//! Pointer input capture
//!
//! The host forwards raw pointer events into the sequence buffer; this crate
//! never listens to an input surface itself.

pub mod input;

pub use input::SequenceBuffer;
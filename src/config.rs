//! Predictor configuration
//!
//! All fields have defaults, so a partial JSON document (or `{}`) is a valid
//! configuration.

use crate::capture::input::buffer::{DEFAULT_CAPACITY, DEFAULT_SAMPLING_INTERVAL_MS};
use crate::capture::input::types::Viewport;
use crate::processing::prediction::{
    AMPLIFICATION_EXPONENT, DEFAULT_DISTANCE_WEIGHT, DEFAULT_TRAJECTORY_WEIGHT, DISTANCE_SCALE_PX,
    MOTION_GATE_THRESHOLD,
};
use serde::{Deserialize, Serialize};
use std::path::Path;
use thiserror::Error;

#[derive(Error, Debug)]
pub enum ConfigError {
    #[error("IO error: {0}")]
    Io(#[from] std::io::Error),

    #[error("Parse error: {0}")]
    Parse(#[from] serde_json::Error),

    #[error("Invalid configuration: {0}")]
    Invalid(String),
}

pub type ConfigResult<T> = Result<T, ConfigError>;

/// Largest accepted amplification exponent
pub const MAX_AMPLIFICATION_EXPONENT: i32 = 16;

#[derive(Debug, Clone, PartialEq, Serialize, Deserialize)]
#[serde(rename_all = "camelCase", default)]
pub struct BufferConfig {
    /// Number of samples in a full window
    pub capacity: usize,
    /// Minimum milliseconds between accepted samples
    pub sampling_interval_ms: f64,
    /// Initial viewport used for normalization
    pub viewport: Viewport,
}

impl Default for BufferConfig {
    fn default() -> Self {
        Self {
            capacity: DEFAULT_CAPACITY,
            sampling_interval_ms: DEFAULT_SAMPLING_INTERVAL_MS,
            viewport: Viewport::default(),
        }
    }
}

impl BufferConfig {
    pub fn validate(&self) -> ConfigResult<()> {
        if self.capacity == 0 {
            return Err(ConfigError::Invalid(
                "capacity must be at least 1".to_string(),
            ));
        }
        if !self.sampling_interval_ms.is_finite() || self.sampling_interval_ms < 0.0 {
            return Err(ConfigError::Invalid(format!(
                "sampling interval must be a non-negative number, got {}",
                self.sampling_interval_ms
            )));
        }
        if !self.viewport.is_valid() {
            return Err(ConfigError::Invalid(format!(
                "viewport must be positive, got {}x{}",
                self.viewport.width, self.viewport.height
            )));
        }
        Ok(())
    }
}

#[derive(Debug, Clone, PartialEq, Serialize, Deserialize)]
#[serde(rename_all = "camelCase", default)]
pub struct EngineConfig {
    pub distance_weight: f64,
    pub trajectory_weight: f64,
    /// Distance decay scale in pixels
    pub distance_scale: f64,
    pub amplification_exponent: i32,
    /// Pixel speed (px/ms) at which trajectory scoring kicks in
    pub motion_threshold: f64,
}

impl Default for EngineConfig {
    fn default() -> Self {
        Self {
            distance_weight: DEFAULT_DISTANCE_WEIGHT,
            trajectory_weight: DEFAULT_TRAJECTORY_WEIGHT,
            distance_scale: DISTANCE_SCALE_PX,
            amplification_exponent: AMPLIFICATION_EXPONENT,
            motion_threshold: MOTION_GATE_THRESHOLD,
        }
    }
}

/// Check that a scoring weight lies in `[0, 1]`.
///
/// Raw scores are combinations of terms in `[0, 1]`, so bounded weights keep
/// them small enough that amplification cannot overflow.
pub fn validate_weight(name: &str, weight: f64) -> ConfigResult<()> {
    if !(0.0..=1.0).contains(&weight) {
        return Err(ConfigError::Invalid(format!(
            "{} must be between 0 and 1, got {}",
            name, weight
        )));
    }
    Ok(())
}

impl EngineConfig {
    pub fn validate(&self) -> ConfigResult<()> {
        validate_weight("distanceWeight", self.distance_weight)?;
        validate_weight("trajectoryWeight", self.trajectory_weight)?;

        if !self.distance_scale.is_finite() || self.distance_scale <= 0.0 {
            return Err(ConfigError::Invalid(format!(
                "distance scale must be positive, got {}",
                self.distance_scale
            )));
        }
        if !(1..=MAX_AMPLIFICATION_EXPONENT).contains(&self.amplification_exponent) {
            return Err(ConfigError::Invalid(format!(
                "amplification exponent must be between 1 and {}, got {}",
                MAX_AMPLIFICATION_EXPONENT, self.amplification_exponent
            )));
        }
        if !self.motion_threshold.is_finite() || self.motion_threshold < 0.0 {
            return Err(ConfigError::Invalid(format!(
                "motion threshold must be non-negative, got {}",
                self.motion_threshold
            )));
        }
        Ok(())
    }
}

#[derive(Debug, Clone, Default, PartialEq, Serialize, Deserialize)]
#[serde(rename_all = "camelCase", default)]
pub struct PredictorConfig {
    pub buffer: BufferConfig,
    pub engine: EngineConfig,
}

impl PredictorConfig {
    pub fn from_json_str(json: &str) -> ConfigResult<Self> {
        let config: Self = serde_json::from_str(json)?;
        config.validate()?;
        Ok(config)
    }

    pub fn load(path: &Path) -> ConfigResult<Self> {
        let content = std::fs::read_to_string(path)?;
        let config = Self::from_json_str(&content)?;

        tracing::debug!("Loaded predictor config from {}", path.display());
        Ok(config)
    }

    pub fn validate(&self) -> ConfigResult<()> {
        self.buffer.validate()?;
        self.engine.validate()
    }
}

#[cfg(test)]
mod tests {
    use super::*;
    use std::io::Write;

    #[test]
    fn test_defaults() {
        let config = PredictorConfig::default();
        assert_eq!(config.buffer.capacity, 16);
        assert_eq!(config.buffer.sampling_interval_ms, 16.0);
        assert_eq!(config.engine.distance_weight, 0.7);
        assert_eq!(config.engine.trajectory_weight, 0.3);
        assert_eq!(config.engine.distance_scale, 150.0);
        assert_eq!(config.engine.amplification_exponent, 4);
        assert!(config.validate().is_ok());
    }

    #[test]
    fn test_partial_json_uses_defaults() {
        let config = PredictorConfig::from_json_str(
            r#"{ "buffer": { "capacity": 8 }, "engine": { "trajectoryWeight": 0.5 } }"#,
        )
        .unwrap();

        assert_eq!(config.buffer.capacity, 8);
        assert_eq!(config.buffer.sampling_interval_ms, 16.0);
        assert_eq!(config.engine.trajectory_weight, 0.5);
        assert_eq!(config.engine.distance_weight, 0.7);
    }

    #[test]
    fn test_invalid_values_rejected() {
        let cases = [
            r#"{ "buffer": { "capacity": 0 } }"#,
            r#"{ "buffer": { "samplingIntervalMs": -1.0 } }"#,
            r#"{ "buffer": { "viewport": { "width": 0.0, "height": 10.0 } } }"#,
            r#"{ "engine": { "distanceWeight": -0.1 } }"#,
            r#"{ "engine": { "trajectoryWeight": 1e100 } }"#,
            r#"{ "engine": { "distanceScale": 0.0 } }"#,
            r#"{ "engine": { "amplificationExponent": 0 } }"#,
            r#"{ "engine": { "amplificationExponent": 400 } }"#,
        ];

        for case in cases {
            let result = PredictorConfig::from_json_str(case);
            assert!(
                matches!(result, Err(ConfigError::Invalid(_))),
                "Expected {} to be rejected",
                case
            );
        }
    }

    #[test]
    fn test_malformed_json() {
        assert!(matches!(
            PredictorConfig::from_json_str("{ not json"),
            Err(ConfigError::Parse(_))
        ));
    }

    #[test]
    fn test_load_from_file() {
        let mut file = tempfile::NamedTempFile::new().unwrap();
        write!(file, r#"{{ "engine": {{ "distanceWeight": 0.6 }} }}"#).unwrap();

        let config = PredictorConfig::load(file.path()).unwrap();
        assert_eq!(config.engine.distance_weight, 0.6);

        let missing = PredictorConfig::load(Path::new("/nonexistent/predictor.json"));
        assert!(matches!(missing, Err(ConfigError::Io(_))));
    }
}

# PROBLEM DESCRIPTION
Take the records above and copy them out exactly.

# SOLUTION TO THIS EXERCISE
//! Pointer input capture
//!
//! The host forwards raw pointer events into the sequence buffer; this crate
//! never listens to an input surface itself.

pub mod input;

pub use input::SequenceBuffer;
filename src/config.rs
//! Predictor configuration
//!
//! All fields have defaults, so a partial JSON document (or `{}`) is a valid
//! configuration.

use crate::capture::input::buffer::{DEFAULT_CAPACITY, DEFAULT_SAMPLING_INTERVAL_MS};
use crate::capture::input::types::Viewport;
use crate::processing::prediction::{
    AMPLIFICATION_EXPONENT, DEFAULT_DISTANCE_WEIGHT, DEFAULT_TRAJECTORY_WEIGHT, DISTANCE_SCALE_PX,
    MOTION_GATE_THRESHOLD,
};
use serde::{Deserialize, Serialize};
use std::path::Path;
use thiserror::Error;

#[derive(Error, Debug)]
pub enum ConfigError {
    #[error("IO error: {0}")]
    Io(#[from] std::io::Error),

    #[error("Parse error: {0}")]
    Parse(#[from] serde_json::Error),

    #[error("Invalid configuration: {0}")]
    Invalid(String),
}

pub type ConfigResult<T> = Result<T, ConfigError>;

/// Largest accepted amplification exponent
pub const MAX_AMPLIFICATION_EXPONENT: i32 = 16;

#[derive(Debug, Clone, PartialEq, Serialize, Deserialize)]
#[serde(rename_all = "camelCase", default)]
pub struct BufferConfig {
    /// Number of samples in a full window
    pub capacity: usize,
    /// Minimum milliseconds between accepted samples
    pub sampling_interval_ms: f64,
    /// Initial viewport used for normalization
    pub viewport: Viewport,
}

impl Default for BufferConfig {
    fn default() -> Self {
        Self {
            capacity: DEFAULT_CAPACITY,
            sampling_interval_ms: DEFAULT_SAMPLING_INTERVAL_MS,
            viewport: Viewport::default(),
        }
    }
}

impl BufferConfig {
    pub fn validate(&self) -> ConfigResult<()> {
        if self.capacity == 0 {
            return Err(ConfigError::Invalid(
                "capacity must be at least 1".to_string(),
            ));
        }
        if !self.sampling_interval_ms.is_finite() || self.sampling_interval_ms < 0.0 {
            return Err(ConfigError::Invalid(format!(
                "sampling interval must be a non-negative number, got {}",
                self.sampling_interval_ms
            )));
        }
        if !self.viewport.is_valid() {
            return Err(ConfigError::Invalid(format!(
                "viewport must be positive, got {}x{}",
                self.viewport.width, self.viewport.height
            )));
        }
        Ok(())
    }
}

#[derive(Debug, Clone, PartialEq, Serialize, Deserialize)]
#[serde(rename_all = "camelCase", default)]
pub struct EngineConfig {
    pub distance_weight: f64,
    pub trajectory_weight: f64,
    /// Distance decay scale in pixels
    pub distance_scale: f64,
    pub amplification_exponent: i32,
    /// Pixel speed (px/ms) at which trajectory scoring kicks in
    pub motion_threshold: f64,
}

impl Default for EngineConfig {
    fn default() -> Self {
        Self {
            distance_weight: DEFAULT_DISTANCE_WEIGHT,
            trajectory_weight: DEFAULT_TRAJECTORY_WEIGHT,
            distance_scale: DISTANCE_SCALE_PX,
            amplification_exponent: AMPLIFICATION_EXPONENT,
            motion_threshold: MOTION_GATE_THRESHOLD,
        }
    }
}

/// Check that a scoring weight lies in `[0, 1]`.
///
/// Raw scores are combinations of terms in `[0, 1]`, so bounded weights keep
/// them small enough that amplification cannot overflow.
pub fn validate_weight(name: &str, weight: f64) -> ConfigResult<()> {
    if !(0.0..=1.0).contains(&weight) {
        return Err(ConfigError::Invalid(format!(
            "{} must be between 0 and 1, got {}",
            name, weight
        )));
    }
    Ok(())
}

impl EngineConfig {
    pub fn validate(&self) -> ConfigResult<()> {
        validate_weight("distanceWeight", self.distance_weight)?;
        validate_weight("trajectoryWeight", self.trajectory_weight)?;

        if !self.distance_scale.is_finite() || self.distance_scale <= 0.0 {
            return Err(ConfigError::Invalid(format!(
                "distance scale must be positive, got {}",
                self.distance_scale
            )));
        }
        if !(1..=MAX_AMPLIFICATION_EXPONENT).contains(&self.amplification_exponent) {
            return Err(ConfigError::Invalid(format!(
                "amplification exponent must be between 1 and {}, got {}",
                MAX_AMPLIFICATION_EXPONENT, self.amplification_exponent
            )));
        }
        if !self.motion_threshold.is_finite() || self.motion_threshold < 0.0 {
            return Err(ConfigError::Invalid(format!(
                "motion threshold must be non-negative, got {}",
                self.motion_threshold
            )));
        }
        Ok(())
    }
}

#[derive(Debug, Clone, Default, PartialEq, Serialize, Deserialize)]
#[serde(rename_all = "camelCase", default)]
pub struct PredictorConfig {
    pub buffer: BufferConfig,
    pub engine: EngineConfig,
}

impl PredictorConfig {
    pub fn from_json_str(json: &str) -> ConfigResult<Self> {
        let config: Self = serde_json::from_str(json)?;
        config.validate()?;
        Ok(config)
    }

    pub fn load(path: &Path) -> ConfigResult<Self> {
        let content = std::fs::read_to_string(path)?;
        let config = Self::from_json_str(&content)?;

        tracing::debug!("Loaded predictor config from {}", path.display());
        Ok(config)
    }

    pub fn validate(&self) -> ConfigResult<()> {
        self.buffer.validate()?;
        self.engine.validate()
    }
}

#[cfg(test)]
mod tests {
    use super::*;
    use std::io::Write;

    #[test]
    fn test_defaults() {
        let config = PredictorConfig::default();
        assert_eq!(config.buffer.capacity, 16);
        assert_eq!(config.buffer.sampling_interval_ms, 16.0);
        assert_eq!(config.engine.distance_weight, 0.7);
        assert_eq!(config.engine.trajectory_weight, 0.3);
        assert_eq!(config.engine.distance_scale, 150.0);
        assert_eq!(config.engine.amplification_exponent, 4);
        assert!(config.validate().is_ok());
    }

    #[test]
    fn test_partial_json_uses_defaults() {
        let config = PredictorConfig::from_json_str(
            r#"{ "buffer": { "capacity": 8 }, "engine": { "trajectoryWeight": 0.5 } }"#,
        )
        .unwrap();

        assert_eq!(config.buffer.capacity, 8);
        assert_eq!(config.buffer.sampling_interval_ms, 16.0);
        assert_eq!(config.engine.trajectory_weight, 0.5);
        assert_eq!(config.engine.distance_weight, 0.7);
    }

    #[test]
    fn test_invalid_values_rejected() {
        let cases = [
            r#"{ "buffer": { "capacity": 0 } }"#,
            r#"{ "buffer": { "samplingIntervalMs": -1.0 } }"#,
            r#"{ "buffer": { "viewport": { "width": 0.0, "height": 10.0 } } }"#,
            r#"{ "engine": { "distanceWeight": -0.1 } }"#,
            r#"{ "engine": { "trajectoryWeight": 1e100 } }"#,
            r#"{ "engine": { "distanceScale": 0.0 } }"#,
            r#"{ "engine": { "amplificationExponent": 0 } }"#,
            r#"{ "engine": { "amplificationExponent": 400 } }"#,
        ];

        for case in cases {
            let result = PredictorConfig::from_json_str(case);
            assert!(
                matches!(result, Err(ConfigError::Invalid(_))),
                "Expected {} to be rejected",
                case
            );
        }
    }

    #[test]
    fn test_malformed_json() {
        assert!(matches!(
            PredictorConfig::from_json_str("{ not json"),
            Err(ConfigError::Parse(_))
        ));
    }

    #[test]
    fn test_load_from_file() {
        let mut file = tempfile::NamedTempFile::new().unwrap();
        write!(file, r#"{{ "engine": {{ "distanceWeight": 0.6 }} }}"#).unwrap();

        let config = PredictorConfig::load(file.path()).unwrap();
        assert_eq!(config.engine.distance_weight, 0.6);

        let missing = PredictorConfig::load(Path::new("/nonexistent/predictor.json"));
        assert!(matches!(missing, Err(ConfigError::Io(_))));
    }
}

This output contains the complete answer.